While deep diving on multiple admission controllers I came across a feature I had not expected but highly welcomed in Kyverno called clean up rules. One scenario of providing multi-tenant sandboxes would be that you need to eventually have a clean-up process for resources. Most solutions would involve a process outside of a kubernetes’ native functionality. This could be done with a cron job or a function app, that tracked the lifecycle of the resources. All things that would take a bit of engineering effort to build and monitor.

The gist of what will be accomplished is with a small minor tweak to Kyverno’s basic installation, Kyverno will monitor labels on resources and you can flag them for deletion.

Warning: this feature is listed as beta at the moment.

Prerequisites

Walk through the Kyverno documentation to install it into your kubernetes cluster.

You can modify the cluster role that Kyverno is using.
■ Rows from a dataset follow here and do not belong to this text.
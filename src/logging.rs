use std::fs::OpenOptions;
use std::path::Path;
use std::sync::Mutex;

use tracing_subscriber::EnvFilter;

use crate::QuizError;

/// Filter applied when `RUST_LOG` is unset.
pub const DEFAULT_DIRECTIVE: &str = "quiz_runner=info";

/// Install a subscriber appending to `log_file`.
///
/// The terminal UI owns the screen, so diagnostics never go to stdout or
/// stderr.
pub fn init(log_file: &Path) -> Result<(), QuizError> {
    let file = OpenOptions::new()
        .create(true)
        .append(true)
        .open(log_file)?;

    let filter =
        EnvFilter::try_from_default_env().unwrap_or_else(|_| EnvFilter::new(DEFAULT_DIRECTIVE));

    tracing_subscriber::fmt()
        .with_env_filter(filter)
        .with_writer(Mutex::new(file))
        .with_ansi(false)
        .try_init()
        .map_err(|e| QuizError::Logging(e.to_string()))
}
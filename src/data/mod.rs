mod fallback;
mod loader;

use std::sync::Arc;

use crate::models::Question;

pub use fallback::fallback_questions;
pub use loader::{
    DEFAULT_QUESTIONS_PATH, DEFAULT_TIMEOUT, LoadError, LoadOutcome, QuestionRepository,
    QuestionSource, parse_questions,
};

/// An ordered question set whose records are shared, not copied, between
/// the repository and any session using them.
pub type QuestionSet = Vec<Arc<Question>>;
//! Unbiased permutation of question sets.

use rand::Rng;
use rand::seq::SliceRandom;

/// Return a uniformly shuffled copy of `items`, leaving the input untouched.
pub fn shuffle<T: Clone>(items: &[T]) -> Vec<T> {
    shuffle_with(items, &mut rand::rng())
}

/// Same as [`shuffle`] with a caller-supplied random source.
///
/// `SliceRandom::shuffle` is a Fisher-Yates shuffle, so each of the n!
/// orderings is equally likely.
pub fn shuffle_with<T: Clone, R: Rng + ?Sized>(items: &[T], rng: &mut R) -> Vec<T> {
    let mut shuffled = items.to_vec();
    shuffled.shuffle(rng);
    shuffled
}

#[cfg(test)]
mod tests {
    use std::collections::HashMap;

    use rand::SeedableRng;
    use rand::rngs::StdRng;

    use super::*;

    fn sorted(mut items: Vec<u32>) -> Vec<u32> {
        items.sort_unstable();
        items
    }

    #[test]
    fn test_shuffle_empty_and_singleton() {
        let empty: Vec<u32> = Vec::new();
        assert!(shuffle(&empty).is_empty());
        assert_eq!(shuffle(&[42]), vec![42]);
    }

    #[test]
    fn test_shuffle_is_permutation() {
        let items = vec![5, 1, 1, 9, 3, 3, 3, 7];
        let shuffled = shuffle(&items);

        assert_eq!(shuffled.len(), items.len());
        assert_eq!(sorted(shuffled), sorted(items.clone()));
        assert_eq!(items, vec![5, 1, 1, 9, 3, 3, 3, 7]);
    }

    #[test]
    fn test_seeded_shuffle_is_reproducible() {
        let items: Vec<u32> = (0..20).collect();
        let first = shuffle_with(&items, &mut StdRng::seed_from_u64(7));
        let second = shuffle_with(&items, &mut StdRng::seed_from_u64(7));
        assert_eq!(first, second);
    }

    #[test]
    fn test_every_ordering_appears_evenly() {
        let items = [0u32, 1, 2];
        let mut rng = StdRng::seed_from_u64(2024);
        let mut counts: HashMap<Vec<u32>, usize> = HashMap::new();

        for _ in 0..6000 {
            *counts.entry(shuffle_with(&items, &mut rng)).or_default() += 1;
        }

        assert_eq!(counts.len(), 6);
        for (ordering, count) in counts {
            assert!(
                (800..=1200).contains(&count),
                "ordering {:?} seen {} times",
                ordering,
                count
            );
        }
    }
}
use std::io;

use thiserror::Error;

use crate::config::ConfigError;

/// Errors surfaced while running the terminal front end.
#[derive(Debug, Error)]
pub enum QuizError {
    /// Invalid command-line configuration.
    #[error("invalid configuration: {0}")]
    Config(#[from] ConfigError),
    /// Terminal or log file IO failed.
    #[error("IO error: {0}")]
    Io(#[from] io::Error),
    /// The tracing subscriber could not be installed.
    #[error("failed to initialise logging: {0}")]
    Logging(String),
}
mod question;
mod record;

pub use question::{Question, QuestionError, QuestionId, RawQuestion};
pub use record::{AnswerRecord, RecordOutcome};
In my example I have given it access to manage namespaces and some other objects that differ from the basic install.

apiVersion: rbac.authorization.k8s.io/v1
kind: ClusterRole
metadata:
labels:
app.kubernetes.io/component: cleanup-controller
app.kubernetes.io/instance: kyverno
app.kubernetes.io/part-of: kyverno
namespace: kyverno
name: kyverno:cleanup-pods
rules:
- apiGroups:
- ""
resources:
- pods
- namespaces # added namespaces
verbs:
- get
- watch
- list
- delete

after applying the configuration to the namespace kyverno is implemented in, you should now be able to use the beta feature for cleaning up resources.

If you deploy a namespace and a resource within the namespace and provide the label: cleanup.kyverno.io/ttl , Kyverno will trigger the namespace to be deleted (along with any resources inside the namespace) after the value you place in the label has been reached.

apiVersion: v1
kind: Namespace
metadata:
labels:
cleanup.kyverno.io/ttl: 2m # in 2 mins, kyverno will delete the namespace
name: test-delete
---
apiVersion: v1
kind: Pod
metadata:
labels:
team: test-delete
namespace: test-delete
name: foo
spec:
containers:
image: nginx:latest
name: nginx

Conclusion

This is a great feature to keep your clusters clean of resources that you consider temporary. I can see this being used for ephemeral namespaces in sandbox clusters.